Janine Girth

Vortrag beim Loccumer Kreis Leyla Imret: Von der Bürgermeisterin zur Migrantin

Osterholz-Scharmbeck. Mit Leyla Imret konnten die Organisatoren des Loccumer Kreises in der vergangenen Woche einen Gast präsentieren, der zurzeit bundesweites Medien-Interesse erregt.

Zehn Minuten vor Beginn der Veranstaltung ist das Gemeindehaus der Kirchengemeinde St. Willehadi bereits bis auf den letzten Platz gefüllt, aber die Gäste müssen noch auf die Vortragende warten. Leyla Imrets Zug aus Straßburg, wo sie vor dem Europäischen Gerichtshof für Menschenrechte berichtet hat, kommt erst mit Verspätung in Bremen an.
Die 30-jährige Kurdin, die unlängst mit der Carl-von-Ossietzky-Medaille ausgezeichnet wurde, hat eine beeindruckende Biographie vorzuweisen. Im Alter von fünf Jahren zog sie von ihrem Geburtsort Cizre nach Deutschland, wo sie in Osterholz-Scharmbeck aufwuchs. Im Alter von 26 Jahren kehrt sie in die türkische Großstadt an der türkisch-syrischen Grenze zurück. „Osterholz-Scharmbeck ist meine zweite Heimat“, erklärt sie dem Publikum. „Aber Cizre ist mein Zuhause, ich habe eine starke Bindung zu der Stadt und den Menschen.“ Imret, die in Osterholz-Scharmbeck als Friseurin gearbeitet hat, strebt in Cizre eine politische Karriere an, und wird 2014 tatsächlich mit großer Mehrheit für fünf Jahre zur Bürgermeisterin gewählt. Sie bekleidet das Amt allerdings nur für eineinhalb Jahre, weil die türkische Zentralregierung ihr das Amt wegen terroristischer Propaganda aberkennt.

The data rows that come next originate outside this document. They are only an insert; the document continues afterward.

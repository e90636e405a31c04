//! Primitive codec (spec.md §4.A). Unsigned LEB128 and zig-zag+LEB128 integers, little-endian
//! IEEE-754 floats, length-prefixed UTF-8 strings and byte arrays (length -1 marks null), a
//! 64-bit tick count + kind byte for date/time, and the defining 128-bit layout for decimal.
//!
//! Grounded on `utilities.rs`'s `read_pod_from_stream`/`FromByteStream` style: small, inlined,
//! side-effect-free-but-for-the-stream helper functions.

use std::io::{Read, Write};

use crate::error::ReadError;

#[inline]
pub fn write_bool<W: Write>(w: &mut W, value: bool) -> std::io::Result<()> {
	w.write_all(&[value as u8])
}

#[inline]
pub fn read_bool<R: Read>(r: &mut R) -> Result<bool, ReadError> {
	let mut byte = [0u8; 1];
	r.read_exact(&mut byte)?;
	match byte[0] {
		0 => Ok(false),
		1 => Ok(true),
		_ => Err(ReadError::StreamCorrupted("boolean byte was neither 0 nor 1")),
	}
}

/// Unsigned LEB128: 7 value bits per byte, high bit set while more bytes follow.
pub fn write_uvarint<W: Write>(w: &mut W, mut value: u64) -> std::io::Result<()> {
	loop {
		let byte = (value & 0x7F) as u8;
		value >>= 7;
		if value == 0 {
			w.write_all(&[byte])?;
			return Ok(());
		}
		w.write_all(&[byte | 0x80])?;
	}
}

pub fn read_uvarint<R: Read>(r: &mut R) -> Result<u64, ReadError> {
	let mut result = 0u64;
	let mut shift = 0u32;
	loop {
		if shift >= 64 {
			return Err(ReadError::StreamCorrupted("varint overflowed 64 bits"));
		}
		let mut byte = [0u8; 1];
		r.read_exact(&mut byte)?;
		let byte = byte[0];
		result |= ((byte & 0x7F) as u64) << shift;
		if byte & 0x80 == 0 {
			return Ok(result);
		}
		shift += 7;
	}
}

#[inline]
fn zigzag_encode(value: i64) -> u64 {
	((value << 1) ^ (value >> 63)) as u64
}

#[inline]
fn zigzag_decode(value: u64) -> i64 {
	((value >> 1) as i64) ^ -((value & 1) as i64)
}

pub fn write_ivarint<W: Write>(w: &mut W, value: i64) -> std::io::Result<()> {
	write_uvarint(w, zigzag_encode(value))
}

pub fn read_ivarint<R: Read>(r: &mut R) -> Result<i64, ReadError> {
	Ok(zigzag_decode(read_uvarint(r)?))
}

pub fn write_f32<W: Write>(w: &mut W, value: f32) -> std::io::Result<()> {
	w.write_all(&value.to_le_bytes())
}

pub fn read_f32<R: Read>(r: &mut R) -> Result<f32, ReadError> {
	let mut bytes = [0u8; 4];
	r.read_exact(&mut bytes)?;
	Ok(f32::from_le_bytes(bytes))
}

pub fn write_f64<W: Write>(w: &mut W, value: f64) -> std::io::Result<()> {
	w.write_all(&value.to_le_bytes())
}

pub fn read_f64<R: Read>(r: &mut R) -> Result<f64, ReadError> {
	let mut bytes = [0u8; 8];
	r.read_exact(&mut bytes)?;
	Ok(f64::from_le_bytes(bytes))
}

/// `None` is encoded as a length of -1 (zig-zagged), matching spec.md §4.A's null-string sentinel.
pub fn write_string<W: Write>(w: &mut W, value: Option<&str>) -> std::io::Result<()> {
	match value {
		None => write_ivarint(w, -1),
		Some(s) => {
			write_ivarint(w, s.len() as i64)?;
			w.write_all(s.as_bytes())
		},
	}
}

pub fn read_string<R: Read>(r: &mut R) -> Result<Option<String>, ReadError> {
	let len = read_ivarint(r)?;
	if len == -1 {
		return Ok(None);
	}
	if len < 0 {
		return Err(ReadError::StreamCorrupted("negative string length"));
	}
	let mut bytes = vec![0u8; len as usize];
	r.read_exact(&mut bytes)?;
	String::from_utf8(bytes).map(Some).map_err(|_| ReadError::StreamCorrupted("string was not valid utf-8"))
}

pub fn write_bytes<W: Write>(w: &mut W, value: Option<&[u8]>) -> std::io::Result<()> {
	match value {
		None => write_ivarint(w, -1),
		Some(bytes) => {
			write_ivarint(w, bytes.len() as i64)?;
			w.write_all(bytes)
		},
	}
}

pub fn read_bytes<R: Read>(r: &mut R) -> Result<Option<Vec<u8>>, ReadError> {
	let len = read_ivarint(r)?;
	if len == -1 {
		return Ok(None);
	}
	if len < 0 {
		return Err(ReadError::StreamCorrupted("negative byte-array length"));
	}
	let mut bytes = vec![0u8; len as usize];
	r.read_exact(&mut bytes)?;
	Ok(bytes)
}

/// Mirrors `System.DateTimeKind`: the kind byte distinguishes unspecified/UTC/local ticks.
#[derive(Debug, Copy, Clone, Eq, PartialEq)]
#[repr(u8)]
pub enum DateTimeKind {
	Unspecified = 0,
	Utc = 1,
	Local = 2,
}

impl DateTimeKind {
	fn from_byte(byte: u8) -> Result<Self, ReadError> {
		match byte {
			0 => Ok(DateTimeKind::Unspecified),
			1 => Ok(DateTimeKind::Utc),
			2 => Ok(DateTimeKind::Local),
			_ => Err(ReadError::StreamCorrupted("invalid DateTimeKind byte")),
		}
	}
}

pub fn write_datetime<W: Write>(w: &mut W, ticks: i64, kind: DateTimeKind) -> std::io::Result<()> {
	w.write_all(&ticks.to_le_bytes())?;
	w.write_all(&[kind as u8])
}

pub fn read_datetime<R: Read>(r: &mut R) -> Result<(i64, DateTimeKind), ReadError> {
	let mut ticks = [0u8; 8];
	r.read_exact(&mut ticks)?;
	let mut kind = [0u8; 1];
	r.read_exact(&mut kind)?;
	Ok((i64::from_le_bytes(ticks), DateTimeKind::from_byte(kind[0])?))
}

/// The defining 128-bit layout of `System.Decimal`, carried opaquely.
pub fn write_decimal<W: Write>(w: &mut W, value: [u8; 16]) -> std::io::Result<()> {
	w.write_all(&value)
}

pub fn read_decimal<R: Read>(r: &mut R) -> Result<[u8; 16], ReadError> {
	let mut bytes = [0u8; 16];
	r.read_exact(&mut bytes)?;
	Ok(bytes)
}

Imret wird verhaftet, wieder freigelassen und flieht schließlich zurück nach Osterholz-Scharmbeck, da sie in der Türkei um ihr Leben fürchtet.
Während ihres Vortrags läuft im Hintergrund ein Dokumentarfilm. Imret wird im Kreis ihrer Familie und bei Gesprächen während des Wahlkampfes gezeigt, andere Einstellungen zeigen Straßen-Szenen während des Ausnahmezustandes in Cizre. Imret berichtet über eine 80-tägige Ausgangssperre, dem Druck der Zentralregierung und den Repressalien gegen die Bevölkerung der Stadt bis hin zu Ermordungen von Erwachsenen und Kindern.
Nach ihrem etwa einstündigen Vortrag erhält Leyla Imret den Applaus eines Publikums, das auf dem Heimweg noch unter dem Eindruck der geschilderten Vorkommnisse in Cizre gestanden haben dürfte.